→ WHAT IS NEEDED: Restate each of the lines given below, word for word.

→ DATASET EXTRACT:
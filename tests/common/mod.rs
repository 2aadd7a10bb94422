#![allow(dead_code)]

use async_trait::async_trait;
use std::collections::HashMap;
use std::sync::{Arc, Mutex};
use std::time::Duration;

use linkshort::domain::entities::ShortUrl;
use linkshort::domain::repositories::ShortUrlRepository;
use linkshort::error::AppError;
use linkshort::infrastructure::health::HealthChecker;
use linkshort::infrastructure::messaging::{AnalyticsPublisher, EventPublisher};
use linkshort::ratelimit::{MemoryRateLimitStore, Policy, PolicyBuilder, PolicyLimiter, Scope};
use linkshort::state::AppState;

/// In-memory repository with durable-tier semantics: first writer wins on
/// code, hash index kept functional.
#[derive(Default)]
pub struct InMemoryRepository {
    urls: Mutex<HashMap<String, ShortUrl>>,
    hashes: Mutex<HashMap<String, String>>,
}

impl InMemoryRepository {
    pub fn new() -> Self {
        Self::default()
    }

    pub fn len(&self) -> usize {
        self.urls.lock().unwrap().len()
    }
}

#[async_trait]
impl ShortUrlRepository for InMemoryRepository {
    async fn save(&self, short_url: &ShortUrl) -> Result<(), AppError> {
        let mut urls = self.urls.lock().unwrap();

        if urls.contains_key(&short_url.code) {
            return Ok(());
        }

        urls.insert(short_url.code.clone(), short_url.clone());

        if let Some(hash) = &short_url.url_hash {
            self.hashes
                .lock()
                .unwrap()
                .entry(hash.clone())
                .or_insert_with(|| short_url.code.clone());
        }

        Ok(())
    }

    async fn find_by_code(&self, code: &str) -> Result<Option<ShortUrl>, AppError> {
        Ok(self.urls.lock().unwrap().get(code).cloned())
    }

    async fn find_by_hash(&self, hash: &str) -> Result<Option<ShortUrl>, AppError> {
        let code = match self.hashes.lock().unwrap().get(hash) {
            Some(code) => code.clone(),
            None => return Ok(None),
        };

        self.find_by_code(&code).await
    }
}

/// Publisher that records every append for assertions.
#[derive(Default)]
pub struct CapturingPublisher {
    published: Mutex<Vec<(String, Vec<u8>)>>,
}

impl CapturingPublisher {
    pub fn new() -> Self {
        Self::default()
    }

    /// Decoded payloads published to a topic, in publish order.
    pub fn events_for(&self, topic: &str) -> Vec<serde_json::Value> {
        self.published
            .lock()
            .unwrap()
            .iter()
            .filter(|(t, _)| t == topic)
            .map(|(_, payload)| serde_json::from_slice(payload).unwrap())
            .collect()
    }
}

#[async_trait]
impl EventPublisher for CapturingPublisher {
    async fn publish(&self, topic: &str, payload: Vec<u8>) -> Result<(), AppError> {
        self.published
            .lock()
            .unwrap()
            .push((topic.to_string(), payload));

        Ok(())
    }
}

/// Publisher whose appends always fail; the API must shrug it off.
pub struct FailingPublisher;

#[async_trait]
impl EventPublisher for FailingPublisher {
    async fn publish(&self, _topic: &str, _payload: Vec<u8>) -> Result<(), AppError> {
        Err(AppError::internal("broker down", serde_json::json!({})))
    }
}

/// Health checker with a fixed answer.
pub struct StaticHealthChecker(pub bool);

#[async_trait]
impl HealthChecker for StaticHealthChecker {
    async fn ping(&self) -> bool {
        self.0
    }
}

pub const BASE_URL: &str = "http://localhost:8888";

/// Permissive policy so rate limiting stays out of the way unless a test
/// configures tighter limits.
pub fn generous_policy() -> Policy {
    PolicyBuilder::new()
        .add_limit(Scope::Global, 1_000_000, Duration::from_secs(24 * 3600))
        .add_limit(Scope::Read, 100_000, Duration::from_secs(60))
        .add_limit(Scope::Write, 100_000, Duration::from_secs(60))
        .build()
}

pub fn create_test_state(policy: Policy) -> (AppState, Arc<CapturingPublisher>) {
    let publisher = Arc::new(CapturingPublisher::new());

    (
        create_test_state_with(
            Arc::new(InMemoryRepository::new()),
            publisher.clone(),
            true,
            policy,
        ),
        publisher,
    )
}

pub fn create_test_state_with(
    repository: Arc<dyn ShortUrlRepository>,
    publisher: Arc<dyn EventPublisher>,
    redis_healthy: bool,
    policy: Policy,
) -> AppState {
    let analytics = Arc::new(AnalyticsPublisher::new(
        publisher,
        "url.created".to_string(),
        "url.accessed".to_string(),
    ));

    let limiter = Arc::new(PolicyLimiter::new(
        Arc::new(MemoryRateLimitStore::new()),
        policy,
    ));

    AppState::new(
        repository,
        analytics,
        limiter,
        Arc::new(StaticHealthChecker(redis_healthy)),
        BASE_URL.to_string(),
        8,
    )
}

→ ANSWER AREA:
filename tests/common/mod.rs
repository 2aadd7a10bb94422
#![allow(dead_code)]

use async_trait::async_trait;
use std::collections::HashMap;
use std::sync::{Arc, Mutex};
use std::time::Duration;

use linkshort::domain::entities::ShortUrl;
use linkshort::domain::repositories::ShortUrlRepository;
use linkshort::error::AppError;
use linkshort::infrastructure::health::HealthChecker;
use linkshort::infrastructure::messaging::{AnalyticsPublisher, EventPublisher};
use linkshort::ratelimit::{MemoryRateLimitStore, Policy, PolicyBuilder, PolicyLimiter, Scope};
use linkshort::state::AppState;

/// In-memory repository with durable-tier semantics: first writer wins on
/// code, hash index kept functional.
#[derive(Default)]
pub struct InMemoryRepository {
    urls: Mutex<HashMap<String, ShortUrl>>,
    hashes: Mutex<HashMap<String, String>>,
}

impl InMemoryRepository {
    pub fn new() -> Self {
        Self::default()
    }

    pub fn len(&self) -> usize {
        self.urls.lock().unwrap().len()
    }
}

#[async_trait]
impl ShortUrlRepository for InMemoryRepository {
    async fn save(&self, short_url: &ShortUrl) -> Result<(), AppError> {
        let mut urls = self.urls.lock().unwrap();

        if urls.contains_key(&short_url.code) {
            return Ok(());
        }

        urls.insert(short_url.code.clone(), short_url.clone());

        if let Some(hash) = &short_url.url_hash {
            self.hashes
                .lock()
                .unwrap()
                .entry(hash.clone())
                .or_insert_with(|| short_url.code.clone());
        }

        Ok(())
    }

    async fn find_by_code(&self, code: &str) -> Result<Option<ShortUrl>, AppError> {
        Ok(self.urls.lock().unwrap().get(code).cloned())
    }

    async fn find_by_hash(&self, hash: &str) -> Result<Option<ShortUrl>, AppError> {
        let code = match self.hashes.lock().unwrap().get(hash) {
            Some(code) => code.clone(),
            None => return Ok(None),
        };

        self.find_by_code(&code).await
    }
}

/// Publisher that records every append for assertions.
#[derive(Default)]
pub struct CapturingPublisher {
    published: Mutex<Vec<(String, Vec<u8>)>>,
}

impl CapturingPublisher {
    pub fn new() -> Self {
        Self::default()
    }

    /// Decoded payloads published to a topic, in publish order.
    pub fn events_for(&self, topic: &str) -> Vec<serde_json::Value> {
        self.published
            .lock()
            .unwrap()
            .iter()
            .filter(|(t, _)| t == topic)
            .map(|(_, payload)| serde_json::from_slice(payload).unwrap())
            .collect()
    }
}

#[async_trait]
impl EventPublisher for CapturingPublisher {
    async fn publish(&self, topic: &str, payload: Vec<u8>) -> Result<(), AppError> {
        self.published
            .lock()
            .unwrap()
            .push((topic.to_string(), payload));

        Ok(())
    }
}

/// Publisher whose appends always fail; the API must shrug it off.
pub struct FailingPublisher;

#[async_trait]
impl EventPublisher for FailingPublisher {
    async fn publish(&self, _topic: &str, _payload: Vec<u8>) -> Result<(), AppError> {
        Err(AppError::internal("broker down", serde_json::json!({})))
    }
}

/// Health checker with a fixed answer.
pub struct StaticHealthChecker(pub bool);

#[async_trait]
impl HealthChecker for StaticHealthChecker {
    async fn ping(&self) -> bool {
        self.0
    }
}

pub const BASE_URL: &str = "http://localhost:8888";

/// Permissive policy so rate limiting stays out of the way unless a test
/// configures tighter limits.
pub fn generous_policy() -> Policy {
    PolicyBuilder::new()
        .add_limit(Scope::Global, 1_000_000, Duration::from_secs(24 * 3600))
        .add_limit(Scope::Read, 100_000, Duration::from_secs(60))
        .add_limit(Scope::Write, 100_000, Duration::from_secs(60))
        .build()
}

pub fn create_test_state(policy: Policy) -> (AppState, Arc<CapturingPublisher>) {
    let publisher = Arc::new(CapturingPublisher::new());

    (
        create_test_state_with(
            Arc::new(InMemoryRepository::new()),
            publisher.clone(),
            true,
            policy,
        ),
        publisher,
    )
}

pub fn create_test_state_with(
    repository: Arc<dyn ShortUrlRepository>,
    publisher: Arc<dyn EventPublisher>,
    redis_healthy: bool,
    policy: Policy,
) -> AppState {
    let analytics = Arc::new(AnalyticsPublisher::new(
        publisher,
        "url.created".to_string(),
        "url.accessed".to_string(),
    ));

    let limiter = Arc::new(PolicyLimiter::new(
        Arc::new(MemoryRateLimitStore::new()),
        policy,
    ));

    AppState::new(
        repository,
        analytics,
        limiter,
        Arc::new(StaticHealthChecker(redis_healthy)),
        BASE_URL.to_string(),
        8,
    )
}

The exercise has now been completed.